Mi sveglio il giorno di Pasqua, finalmente con un po’ di sole e con l’ora legale (un modo intelligente per usufruire di maggiore luce, il che mi aggrada particolarmente).
Non è una gran giornata: tutta all’insegna della malattia e della morte imminente, con tanto di disposizioni testamentarie.
Colgo un aspetto ironico nella volontà di lasciare i ricordi: beni che sono stati da sempre sottratti al godimento quotidiano, per essere custoditi a parte, ora diventano i ricordi da lasciare agli eredi; quello che è stato un ostacolo fino ad oggi (divieto di utilizzo) ora diventa la reliquia che dovrebbe garantire un ricordo.
Non passa per la testa l’idea di un ricordo di tipo diverso, nè di un possibile modo di rapportarsi; non lo pretendo nè mi aspetto che accada: non ci sarà resurrezione oggi in questa casa, tutto permane nell’opprimente ordine della paura della morte (il primo ricordo in tal senso risale agli 8 anni all’incirca), che è, lo si vede bene, angoscia di vita, non di morte.
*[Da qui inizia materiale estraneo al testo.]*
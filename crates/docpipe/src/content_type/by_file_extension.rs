//! Content-type detection from the originating file extension.

use crate::data_source::DataSource;
use crate::message::{Continuation, Message};
use crate::mime::{MimeType, confidence};
use ahash::AHashMap;
use once_cell::sync::Lazy;

use crate::mime::*;

static EXT_TO_MIME: Lazy<AHashMap<&'static str, &'static str>> = Lazy::new(|| {
    let mut m = AHashMap::new();

    m.insert("txt", PLAIN_TEXT_MIME_TYPE);
    m.insert("text", PLAIN_TEXT_MIME_TYPE);
    m.insert("log", PLAIN_TEXT_MIME_TYPE);

    m.insert("html", HTML_MIME_TYPE);
    m.insert("htm", HTML_MIME_TYPE);
    m.insert("xhtml", HTML_MIME_TYPE);
    m.insert("xml", XML_MIME_TYPE);
    m.insert("asp", ASP_MIME_TYPE);
    m.insert("aspx", ASPDOTNET_MIME_TYPE);

    m.insert("pdf", PDF_MIME_TYPE);
    m.insert("rtf", RTF_MIME_TYPE);

    m.insert("doc", DOC_MIME_TYPE);
    m.insert("dot", DOC_MIME_TYPE);
    m.insert("docx", DOCX_MIME_TYPE);
    m.insert("docm", "application/vnd.ms-word.document.macroenabled.12");
    m.insert("xls", XLS_MIME_TYPE);
    m.insert("xlt", XLS_MIME_TYPE);
    m.insert("xlsx", XLSX_MIME_TYPE);
    m.insert("xlsm", "application/vnd.ms-excel.sheet.macroenabled.12");
    m.insert("xltm", "application/vnd.ms-excel.template.macroenabled.12");
    m.insert("xlsb", XLSB_MIME_TYPE);
    m.insert("ppt", PPT_MIME_TYPE);
    m.insert("pps", PPT_MIME_TYPE);
    m.insert("pptx", PPTX_MIME_TYPE);
    m.insert("pptm", "application/vnd.ms-powerpoint.presentation.macroenabled.12");
    m.insert("ppsx", "application/vnd.openxmlformats-officedocument.presentationml.slideshow");

    m.insert("odt", ODT_MIME_TYPE);
    m.insert("ods", ODS_MIME_TYPE);
    m.insert("odp", ODP_MIME_TYPE);
    m.insert("odg", ODG_MIME_TYPE);
    m.insert("ott", "application/vnd.oasis.opendocument.text-template");
    m.insert("fodt", "application/vnd.oasis.opendocument.text-flat-xml");
    m.insert("fods", "application/vnd.oasis.opendocument.spreadsheet-flat-xml");
    m.insert("fodp", "application/vnd.oasis.opendocument.presentation-flat-xml");
    m.insert("fodg", "application/vnd.oasis.opendocument.graphics-flat-xml");

    m.insert("pages", PAGES_MIME_TYPE);
    m.insert("numbers", NUMBERS_MIME_TYPE);
    m.insert("key", KEYNOTE_MIME_TYPE);

    m.insert("eml", EML_MIME_TYPE);
    m.insert("msg", OUTLOOK_MIME_TYPE);
    m.insert("pst", OUTLOOK_MIME_TYPE);
    m.insert("ost", OUTLOOK_MIME_TYPE);

    m.insert("zip", ZIP_MIME_TYPE);
    m.insert("tar", TAR_MIME_TYPE);
    m.insert("gz", "application/gzip");
    m.insert("tgz", TAR_MIME_TYPE);

    m.insert("png", "image/png");
    m.insert("jpg", "image/jpeg");
    m.insert("jpeg", "image/jpeg");
    m.insert("tiff", "image/tiff");
    m.insert("tif", "image/tiff");
    m.insert("bmp", "image/bmp");
    m.insert("webp", "image/webp");
    m.insert("gif", "image/gif");

    m
});

/// Record a high-confidence hypothesis for a known extension. Unknown
/// extensions produce nothing.
pub fn detect(data: &mut DataSource) {
    let Some(extension) = data.file_extension() else {
        return;
    };
    if let Some(mime) = EXT_TO_MIME.get(extension.bare()) {
        tracing::debug!(extension = extension.as_str(), mime, "extension hypothesis");
        data.add_mime_type(MimeType::from_static(mime), confidence::HIGH);
    }
}

/// Chain element form of [`detect`].
pub struct Detector;

impl crate::chain::ChainElement for Detector {
    fn process(
        &mut self,
        message: Message,
        callbacks: &mut crate::chain::MessageCallbacks<'_>,
    ) -> crate::error::Result<Continuation> {
        match message {
            Message::Data(mut data) => {
                detect(&mut data);
                callbacks.further(Message::Data(data))
            }
            other => callbacks.further(other),
        }
    }

    fn name(&self) -> &'static str {
        "content-type-by-file-extension"
    }
}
Lo sto scoprendo con notevole ritardo ma mai come oggi mi si affaccia in tutta la sua drammaticità: non è la morte ad angosciare, ma la vita: ciò che è stato ignorato torna prepotentemente a pretendere udienza, facendola pagare e con che interessi.
Mi tornano in mente gli scritti di Ibsen e l’urlo di Munch.
Eppure è Pasqua di Risurrezione, un’occasione da non lasciar cadere nella banalità della festa culinaria e nella scontatezza di auguri insignificanti.